TASK DETAILS. As the lines appear below, please set them down exactly, starting at the first and finishing with the one containing "pub fn init(root: &Path, name: Option<&str>)".

START STUDY MATERIAL

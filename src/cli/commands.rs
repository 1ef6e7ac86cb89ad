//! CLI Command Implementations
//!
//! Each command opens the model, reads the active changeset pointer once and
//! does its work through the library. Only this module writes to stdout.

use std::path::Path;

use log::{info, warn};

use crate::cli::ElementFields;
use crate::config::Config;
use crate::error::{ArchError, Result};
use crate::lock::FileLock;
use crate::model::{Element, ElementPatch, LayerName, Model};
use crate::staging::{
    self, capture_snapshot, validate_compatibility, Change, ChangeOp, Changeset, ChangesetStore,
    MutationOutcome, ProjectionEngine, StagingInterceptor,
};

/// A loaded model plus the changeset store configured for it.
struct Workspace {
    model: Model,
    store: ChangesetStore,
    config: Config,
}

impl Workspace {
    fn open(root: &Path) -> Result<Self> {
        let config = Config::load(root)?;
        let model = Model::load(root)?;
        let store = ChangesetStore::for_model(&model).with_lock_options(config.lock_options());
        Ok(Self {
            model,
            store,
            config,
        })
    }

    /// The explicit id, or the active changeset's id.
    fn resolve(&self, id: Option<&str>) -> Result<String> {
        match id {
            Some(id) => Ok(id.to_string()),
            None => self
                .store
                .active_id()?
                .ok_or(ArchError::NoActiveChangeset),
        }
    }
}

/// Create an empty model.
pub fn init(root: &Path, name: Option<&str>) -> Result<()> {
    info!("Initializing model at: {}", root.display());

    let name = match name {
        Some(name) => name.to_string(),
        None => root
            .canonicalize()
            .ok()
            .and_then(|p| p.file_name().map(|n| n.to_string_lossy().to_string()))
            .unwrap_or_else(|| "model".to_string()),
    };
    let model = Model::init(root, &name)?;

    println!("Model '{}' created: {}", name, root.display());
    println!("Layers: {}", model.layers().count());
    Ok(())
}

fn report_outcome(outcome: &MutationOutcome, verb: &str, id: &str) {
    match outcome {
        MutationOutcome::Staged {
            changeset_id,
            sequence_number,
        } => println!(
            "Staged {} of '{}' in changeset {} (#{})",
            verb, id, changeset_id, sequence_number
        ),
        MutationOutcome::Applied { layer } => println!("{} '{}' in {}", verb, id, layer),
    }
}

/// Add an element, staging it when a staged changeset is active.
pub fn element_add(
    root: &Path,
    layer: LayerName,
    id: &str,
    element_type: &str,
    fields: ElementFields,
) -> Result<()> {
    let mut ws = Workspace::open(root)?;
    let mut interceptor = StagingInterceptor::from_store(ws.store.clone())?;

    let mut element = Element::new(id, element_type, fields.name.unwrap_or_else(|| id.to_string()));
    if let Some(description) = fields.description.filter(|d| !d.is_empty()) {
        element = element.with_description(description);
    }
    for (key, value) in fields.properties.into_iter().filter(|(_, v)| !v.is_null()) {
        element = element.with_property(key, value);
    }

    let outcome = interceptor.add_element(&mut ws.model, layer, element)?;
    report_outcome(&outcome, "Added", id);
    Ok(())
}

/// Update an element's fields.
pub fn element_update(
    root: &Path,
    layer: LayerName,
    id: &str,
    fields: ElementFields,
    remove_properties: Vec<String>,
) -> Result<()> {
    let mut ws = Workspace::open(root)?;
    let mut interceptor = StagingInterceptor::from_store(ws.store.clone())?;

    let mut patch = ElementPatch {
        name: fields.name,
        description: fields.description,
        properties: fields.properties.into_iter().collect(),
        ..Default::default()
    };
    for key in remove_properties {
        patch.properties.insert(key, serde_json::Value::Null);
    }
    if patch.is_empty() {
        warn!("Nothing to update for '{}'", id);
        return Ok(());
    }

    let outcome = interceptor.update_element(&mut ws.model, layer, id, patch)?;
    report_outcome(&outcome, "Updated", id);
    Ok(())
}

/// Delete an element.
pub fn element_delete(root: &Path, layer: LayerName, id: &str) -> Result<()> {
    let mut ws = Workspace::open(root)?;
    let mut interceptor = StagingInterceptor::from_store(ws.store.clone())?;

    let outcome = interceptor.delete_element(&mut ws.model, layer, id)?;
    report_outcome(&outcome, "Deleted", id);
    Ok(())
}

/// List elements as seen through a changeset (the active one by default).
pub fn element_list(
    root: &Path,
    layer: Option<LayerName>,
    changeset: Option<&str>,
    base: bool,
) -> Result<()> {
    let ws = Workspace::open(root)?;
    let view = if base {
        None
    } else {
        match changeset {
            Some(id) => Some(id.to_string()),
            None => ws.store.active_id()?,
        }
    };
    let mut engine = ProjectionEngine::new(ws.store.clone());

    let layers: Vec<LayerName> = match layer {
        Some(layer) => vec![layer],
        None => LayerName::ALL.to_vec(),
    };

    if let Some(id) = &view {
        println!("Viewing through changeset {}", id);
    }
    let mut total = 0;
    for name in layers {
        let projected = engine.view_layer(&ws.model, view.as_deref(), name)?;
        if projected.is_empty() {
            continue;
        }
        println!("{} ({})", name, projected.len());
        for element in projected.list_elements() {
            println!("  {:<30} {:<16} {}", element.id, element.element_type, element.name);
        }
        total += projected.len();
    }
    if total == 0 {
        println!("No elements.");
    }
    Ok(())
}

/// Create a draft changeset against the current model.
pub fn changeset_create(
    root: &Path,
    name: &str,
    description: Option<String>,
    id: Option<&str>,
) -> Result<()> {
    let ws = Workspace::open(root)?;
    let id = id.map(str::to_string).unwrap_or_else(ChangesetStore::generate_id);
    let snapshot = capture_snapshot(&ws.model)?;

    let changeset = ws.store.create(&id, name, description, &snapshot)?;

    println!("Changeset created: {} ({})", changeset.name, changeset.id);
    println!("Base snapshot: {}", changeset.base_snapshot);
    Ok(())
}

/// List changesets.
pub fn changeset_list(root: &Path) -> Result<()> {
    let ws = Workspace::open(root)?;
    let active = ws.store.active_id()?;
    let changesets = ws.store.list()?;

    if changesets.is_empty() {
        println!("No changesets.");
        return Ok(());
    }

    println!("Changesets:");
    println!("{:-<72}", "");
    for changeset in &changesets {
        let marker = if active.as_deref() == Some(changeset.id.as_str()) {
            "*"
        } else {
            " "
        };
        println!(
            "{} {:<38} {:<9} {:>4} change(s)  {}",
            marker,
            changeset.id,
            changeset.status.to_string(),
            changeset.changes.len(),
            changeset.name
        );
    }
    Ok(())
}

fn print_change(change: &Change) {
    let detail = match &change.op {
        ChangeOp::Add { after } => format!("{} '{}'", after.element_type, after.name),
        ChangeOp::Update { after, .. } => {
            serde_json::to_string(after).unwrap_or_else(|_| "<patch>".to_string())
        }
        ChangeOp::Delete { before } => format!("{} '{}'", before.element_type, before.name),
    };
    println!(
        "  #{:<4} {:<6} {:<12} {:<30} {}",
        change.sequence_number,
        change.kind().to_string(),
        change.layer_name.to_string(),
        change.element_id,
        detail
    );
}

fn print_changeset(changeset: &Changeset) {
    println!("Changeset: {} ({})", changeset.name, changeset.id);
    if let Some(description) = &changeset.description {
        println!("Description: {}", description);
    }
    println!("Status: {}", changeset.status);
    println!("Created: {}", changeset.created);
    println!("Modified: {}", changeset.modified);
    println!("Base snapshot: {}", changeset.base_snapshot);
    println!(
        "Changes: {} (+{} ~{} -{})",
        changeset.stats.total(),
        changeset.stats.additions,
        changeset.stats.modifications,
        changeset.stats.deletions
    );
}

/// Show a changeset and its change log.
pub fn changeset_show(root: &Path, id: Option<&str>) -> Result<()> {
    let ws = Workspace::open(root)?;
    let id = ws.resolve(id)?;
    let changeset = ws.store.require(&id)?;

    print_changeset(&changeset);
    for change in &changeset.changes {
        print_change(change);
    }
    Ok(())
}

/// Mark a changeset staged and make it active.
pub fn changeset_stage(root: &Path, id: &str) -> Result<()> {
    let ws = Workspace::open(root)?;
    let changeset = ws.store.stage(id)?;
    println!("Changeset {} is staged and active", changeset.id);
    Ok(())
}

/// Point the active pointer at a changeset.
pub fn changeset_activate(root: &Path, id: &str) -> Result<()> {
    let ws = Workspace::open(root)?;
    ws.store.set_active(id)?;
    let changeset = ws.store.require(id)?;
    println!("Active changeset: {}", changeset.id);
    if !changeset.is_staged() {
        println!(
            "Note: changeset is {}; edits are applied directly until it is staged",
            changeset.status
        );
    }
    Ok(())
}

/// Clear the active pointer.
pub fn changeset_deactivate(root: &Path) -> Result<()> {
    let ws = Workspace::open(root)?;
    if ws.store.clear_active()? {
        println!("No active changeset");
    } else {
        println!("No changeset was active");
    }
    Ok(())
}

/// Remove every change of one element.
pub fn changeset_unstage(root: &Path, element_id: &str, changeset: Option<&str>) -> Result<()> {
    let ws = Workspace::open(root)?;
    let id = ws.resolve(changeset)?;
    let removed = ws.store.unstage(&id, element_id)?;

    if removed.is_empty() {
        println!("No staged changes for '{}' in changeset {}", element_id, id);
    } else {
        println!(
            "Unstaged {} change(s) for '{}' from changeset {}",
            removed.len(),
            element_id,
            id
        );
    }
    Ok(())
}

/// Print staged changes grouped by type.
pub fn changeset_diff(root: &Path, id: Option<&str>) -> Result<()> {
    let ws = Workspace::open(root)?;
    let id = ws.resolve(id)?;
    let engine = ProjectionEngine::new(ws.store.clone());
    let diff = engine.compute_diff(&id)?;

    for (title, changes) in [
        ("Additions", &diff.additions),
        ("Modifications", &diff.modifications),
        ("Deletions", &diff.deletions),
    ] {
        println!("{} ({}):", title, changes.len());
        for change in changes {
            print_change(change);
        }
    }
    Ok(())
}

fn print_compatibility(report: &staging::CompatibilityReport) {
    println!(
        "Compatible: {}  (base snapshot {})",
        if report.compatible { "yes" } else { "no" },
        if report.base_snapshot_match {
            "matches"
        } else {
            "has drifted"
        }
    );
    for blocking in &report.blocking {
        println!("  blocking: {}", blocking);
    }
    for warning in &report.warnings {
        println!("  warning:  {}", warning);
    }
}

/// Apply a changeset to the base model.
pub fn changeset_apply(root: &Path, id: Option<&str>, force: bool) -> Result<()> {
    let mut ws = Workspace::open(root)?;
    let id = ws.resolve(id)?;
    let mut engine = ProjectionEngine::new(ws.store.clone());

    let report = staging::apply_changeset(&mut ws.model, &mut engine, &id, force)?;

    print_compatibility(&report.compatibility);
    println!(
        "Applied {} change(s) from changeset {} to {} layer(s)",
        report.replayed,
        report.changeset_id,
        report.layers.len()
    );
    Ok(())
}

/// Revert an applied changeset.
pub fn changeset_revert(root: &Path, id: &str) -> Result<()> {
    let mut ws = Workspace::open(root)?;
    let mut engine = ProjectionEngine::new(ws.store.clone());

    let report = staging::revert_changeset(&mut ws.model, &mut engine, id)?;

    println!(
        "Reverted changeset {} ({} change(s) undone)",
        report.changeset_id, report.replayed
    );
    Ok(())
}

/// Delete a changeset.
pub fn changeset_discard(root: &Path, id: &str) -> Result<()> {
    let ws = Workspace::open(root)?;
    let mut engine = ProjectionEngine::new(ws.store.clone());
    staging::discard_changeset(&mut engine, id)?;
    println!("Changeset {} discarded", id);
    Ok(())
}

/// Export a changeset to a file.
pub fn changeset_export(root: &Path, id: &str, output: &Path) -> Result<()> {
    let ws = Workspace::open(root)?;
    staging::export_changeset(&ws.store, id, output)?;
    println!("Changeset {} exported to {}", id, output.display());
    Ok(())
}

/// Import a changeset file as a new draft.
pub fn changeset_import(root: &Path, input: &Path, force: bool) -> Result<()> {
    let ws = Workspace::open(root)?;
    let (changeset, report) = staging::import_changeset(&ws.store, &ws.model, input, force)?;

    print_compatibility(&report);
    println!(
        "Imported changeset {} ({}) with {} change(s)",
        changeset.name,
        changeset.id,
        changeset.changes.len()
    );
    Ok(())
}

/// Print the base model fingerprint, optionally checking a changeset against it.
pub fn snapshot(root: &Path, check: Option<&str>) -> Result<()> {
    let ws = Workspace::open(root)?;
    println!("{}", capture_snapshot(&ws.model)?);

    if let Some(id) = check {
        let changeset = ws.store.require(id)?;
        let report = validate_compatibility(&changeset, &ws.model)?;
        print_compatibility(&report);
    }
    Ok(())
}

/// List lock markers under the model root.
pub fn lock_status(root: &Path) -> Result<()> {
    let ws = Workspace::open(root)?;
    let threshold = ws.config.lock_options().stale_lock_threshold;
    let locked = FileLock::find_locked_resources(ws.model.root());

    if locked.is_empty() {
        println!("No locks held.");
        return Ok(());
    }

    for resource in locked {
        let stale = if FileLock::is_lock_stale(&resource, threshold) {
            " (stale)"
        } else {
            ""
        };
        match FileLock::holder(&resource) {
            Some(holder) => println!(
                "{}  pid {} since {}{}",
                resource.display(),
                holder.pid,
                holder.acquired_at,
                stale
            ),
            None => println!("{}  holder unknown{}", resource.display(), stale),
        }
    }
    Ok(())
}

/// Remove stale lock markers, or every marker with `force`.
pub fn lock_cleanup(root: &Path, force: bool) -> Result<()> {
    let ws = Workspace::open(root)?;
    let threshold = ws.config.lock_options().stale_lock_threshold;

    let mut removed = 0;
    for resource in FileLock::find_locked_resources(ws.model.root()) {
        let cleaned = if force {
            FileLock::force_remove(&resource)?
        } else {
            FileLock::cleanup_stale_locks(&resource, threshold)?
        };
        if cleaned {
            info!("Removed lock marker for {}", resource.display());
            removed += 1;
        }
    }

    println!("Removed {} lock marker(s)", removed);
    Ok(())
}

END STUDY MATERIAL

REPLY TO THE TASK.
filename src/cli/commands.rs
repository 1ef6e7ac86cb89ad
//! CLI Command Implementations
//!
//! Each command opens the model, reads the active changeset pointer once and
//! does its work through the library. Only this module writes to stdout.

use std::path::Path;

use log::{info, warn};

use crate::cli::ElementFields;
use crate::config::Config;
use crate::error::{ArchError, Result};
use crate::lock::FileLock;
use crate::model::{Element, ElementPatch, LayerName, Model};
use crate::staging::{
    self, capture_snapshot, validate_compatibility, Change, ChangeOp, Changeset, ChangesetStore,
    MutationOutcome, ProjectionEngine, StagingInterceptor,
};

/// A loaded model plus the changeset store configured for it.
struct Workspace {
    model: Model,
    store: ChangesetStore,
    config: Config,
}

impl Workspace {
    fn open(root: &Path) -> Result<Self> {
        let config = Config::load(root)?;
        let model = Model::load(root)?;
        let store = ChangesetStore::for_model(&model).with_lock_options(config.lock_options());
        Ok(Self {
            model,
            store,
            config,
        })
    }

    /// The explicit id, or the active changeset's id.
    fn resolve(&self, id: Option<&str>) -> Result<String> {
        match id {
            Some(id) => Ok(id.to_string()),
            None => self
                .store
                .active_id()?
                .ok_or(ArchError::NoActiveChangeset),
        }
    }
}

/// Create an empty model.
pub fn init(root: &Path, name: Option<&str>) -> Result<()> {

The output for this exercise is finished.